"But, Madame," replied Gabriel, in great embarrassment, "perhaps it amounts to that—"

"Very good; I see that I have guessed your secret, young gentleman," said the queen. "Well, then! Are you willing to believe a friend? In the interest of these plans of yours, lay aside your views touching this Diane. Give up this doll-faced chit. I don't know, to tell the truth, whose daughter she is, whether king's or count's, and the last supposition may very well be the true one; but if she were born of the king, she is not the woman or the support that you stand in need of. Madame d'Angoulême's is a weak and yielding nature, all feeling and grace, if you please, but without force or energy or courage. She has succeeded in winning the king's good graces, I agree; but she hasn't the tact to take advantage of them. What you need, Gabriel, to help you to the fulfilment of your noble dreams, is a virile and courageous heart, which will assist you as it loves you, which will serve you and be served by you, and which will fill both your heart and your life. Such a heart you have found without being aware of it. Vicomte d'Exmès."

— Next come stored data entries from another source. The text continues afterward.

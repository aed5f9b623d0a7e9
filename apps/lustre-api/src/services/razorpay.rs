use anyhow::{anyhow, Context, Result};
use async_trait::async_trait;
use hmac::{Hmac, Mac};
use serde::Deserialize;
use sha2::Sha256;
use std::sync::Arc;
use std::time::Duration;
use tracing::info;

use crate::settings::SettingsService;

const RAZORPAY_BASE: &str = "https://api.razorpay.com/v1";

const REQUEST_TIMEOUT: Duration = Duration::from_secs(10);

type HmacSha256 = Hmac<Sha256>;

/// Gateway order handle returned at checkout. The client completes payment
/// against `gateway_order_id`; we only trust the result after signature
/// verification.
#[derive(Debug, Clone)]
pub struct GatewayOrder {
    pub gateway_order_id: String,
    pub amount: i64,
    pub currency: String,
    pub key_id: String,
}

/// Seam for the payment gateway so checkout can be tested without network.
#[async_trait]
pub trait PaymentGateway: Send + Sync {
    async fn create_order(&self, amount: i64, receipt: &str) -> Result<GatewayOrder>;
    async fn verify(
        &self,
        gateway_order_id: &str,
        payment_id: &str,
        signature: &str,
    ) -> Result<bool>;
}

#[derive(Debug, Deserialize)]
struct CreateOrderResponse {
    id: String,
    amount: i64,
    currency: String,
}

/// Razorpay REST client. Orders are created server-side so the payable
/// amount is fixed before the client ever sees the gateway.
pub struct RazorpayClient {
    http: reqwest::Client,
    settings: Arc<SettingsService>,
}

impl RazorpayClient {
    pub fn new(settings: Arc<SettingsService>) -> Result<Self> {
        let http = reqwest::Client::builder()
            .timeout(REQUEST_TIMEOUT)
            .build()
            .context("Failed to build HTTP client")?;
        Ok(Self { http, settings })
    }

    async fn credentials(&self) -> Result<(String, String)> {
        let key_id = self
            .settings
            .get("razorpay_key_id")
            .await
            .ok_or_else(|| anyhow!("razorpay_key_id not configured"))?;
        let key_secret = self
            .settings
            .get("razorpay_key_secret")
            .await
            .ok_or_else(|| anyhow!("razorpay_key_secret not configured"))?;
        Ok((key_id, key_secret))
    }

    /// Create a gateway order for `amount` paise, tagged with our order
    /// number for reconciliation in the Razorpay dashboard.
    pub async fn create_order(&self, amount: i64, receipt: &str) -> Result<GatewayOrder> {
        let (key_id, key_secret) = self.credentials().await?;

        let resp = self
            .http
            .post(format!("{}/orders", RAZORPAY_BASE))
            .basic_auth(&key_id, Some(&key_secret))
            .json(&serde_json::json!({
                "amount": amount,
                "currency": "INR",
                "receipt": receipt,
            }))
            .send()
            .await
            .context("Razorpay order request failed")?;

        if !resp.status().is_success() {
            let status = resp.status();
            let body = resp.text().await.unwrap_or_default();
            return Err(anyhow!("Razorpay order creation: HTTP {} {}", status, body));
        }

        let body: CreateOrderResponse =
            resp.json().await.context("Razorpay order: bad response")?;

        info!("Gateway order {} created for receipt {}", body.id, receipt);
        Ok(GatewayOrder {
            gateway_order_id: body.id,
            amount: body.amount,
            currency: body.currency,
            key_id,
        })
    }

    /// Verify the client-supplied payment signature against our key secret.
    pub async fn verify_payment_signature(
        &self,
        gateway_order_id: &str,
        payment_id: &str,
        signature: &str,
    ) -> Result<bool> {
        let (_, key_secret) = self.credentials().await?;
        Ok(verify_signature(
            gateway_order_id,
            payment_id,
            signature,
            &key_secret,
        ))
    }
}

#[async_trait]
impl PaymentGateway for RazorpayClient {
    async fn create_order(&self, amount: i64, receipt: &str) -> Result<GatewayOrder> {
        RazorpayClient::create_order(self, amount, receipt).await
    }

    async fn verify(
        &self,
        gateway_order_id: &str,
        payment_id: &str,
        signature: &str,
    ) -> Result<bool> {
        self.verify_payment_signature(gateway_order_id, payment_id, signature)
            .await
    }
}

/// HMAC-SHA256 over "order_id|payment_id", hex-encoded, compared against the
/// signature the client relayed from the gateway.
pub fn verify_signature(
    gateway_order_id: &str,
    payment_id: &str,
    signature: &str,
    key_secret: &str,
) -> bool {
    let Ok(mut mac) = HmacSha256::new_from_slice(key_secret.as_bytes()) else {
        return false;
    };
    mac.update(format!("{}|{}", gateway_order_id, payment_id).as_bytes());
    let expected = hex::encode(mac.finalize().into_bytes());
    expected == signature.trim().to_lowercase()
}

#[cfg(test)]
mod tests {
    use super::*;

    fn sign(order_id: &str, payment_id: &str, secret: &str) -> String {
        let mut mac = HmacSha256::new_from_slice(secret.as_bytes()).unwrap();
        mac.update(format!("{}|{}", order_id, payment_id).as_bytes());
        hex::encode(mac.finalize().into_bytes())
    }

    #[test]
    fn accepts_valid_signature() {
        let sig = sign("order_ABC", "pay_XYZ", "secret123");
        assert!(verify_signature("order_ABC", "pay_XYZ", &sig, "secret123"));
    }

    #[test]
    fn accepts_uppercase_hex() {
        let sig = sign("order_ABC", "pay_XYZ", "secret123").to_uppercase();
        assert!(verify_signature("order_ABC", "pay_XYZ", &sig, "secret123"));
    }

    #[test]
    fn rejects_wrong_secret() {
        let sig = sign("order_ABC", "pay_XYZ", "secret123");
        assert!(!verify_signature("order_ABC", "pay_XYZ", &sig, "other-secret"));
    }

    #[test]
    fn rejects_tampered_payment_id() {
        let sig = sign("order_ABC", "pay_XYZ", "secret123");
        assert!(!verify_signature("order_ABC", "pay_FORGED", &sig, "secret123"));
    }

    #[test]
    fn rejects_garbage_signature() {
        assert!(!verify_signature("order_ABC", "pay_XYZ", "not-hex", "secret123"));
    }
}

He looked at her in utter amazement; but she continued, warming to her subject:—

"Listen: our lofty destiny makes us queens free from the observance of the proprieties enjoined upon the common herd; and from our supreme height if we wish to be the object of the affection of a subject, we must take some steps forward ourselves, and extend a welcoming hand. Gabriel, you are handsome, brave, ardent, and proud! Since the first moment that I saw you I have felt for you a strange sentiment, and—I am not in error, am I?—your words and your looks, and even this very proceeding to-day, which is perhaps only a well-planned détour,—everything combines to make me believe that I have not to do with an ingrate."

"Madame!" said Gabriel, whose surprise had changed to alarm.

"Oh, yes, you are touched and surprised, I see," continued Catherine, with her sweetest smile. "But you do not judge me harshly, do you, for my necessary frankness? I say again, the queen must make excuses for the woman. You are shy, with all your ambition, Monsieur d'Exmès; and if I had been withheld by scruples which would be beneath me, I might have been deprived of a devotion which is very precious to me. I much preferred to be the first to speak. Come, then! collect yourself once more. Am I such a very terrible object?"

"Oh, yes!" muttered Gabriel, pale and trembling.

But the queen entirely misinterpreted the meaning of his exclamation.

"Come, come!" said she, with a playful pretence of misgiving. "I have not deprived you of your good sense yet, so far as to make you lose sight of your own interests, as you proved by the questions you put to me on the subject of Madame d'Angoulême. But set your mind at ease, for I do not desire your abasement, I say again, but your elevation. Gabriel, up to this time I have kept myself out of sight in the second rank; but do you know, I shall soon shine in the first. Madame Diane de Poitiers is no longer young enough to preserve her beauty and her supremacy. On the day when that creature's prestige begins to wane, my reign will begin; and mark well that I shall know how to reign, Gabriel. The instincts of domination which I feel at work in me assure me of it; and then, too, it is in the very Médicis blood. The king will learn some day that he has no more clever adviser, none more skilful and more experienced, than myself. And then, Gabriel, when that time comes, to what heights may not that man aspire who linked his fortune with mine when mine was still in the shadow; who loved in me the woman, not the queen? Will not the mistress of the whole realm be able to recompense worthily the man who devoted himself to Catherine? Will not this man be her second self, her right arm, the real king, with a mere phantom of a king above him? Will he not hold in his hand all the dignity and all the might of France? A fair dream, is it not, Gabriel? Well, Gabriel, do you choose to be that man?"

She valiantly held out her hand to him.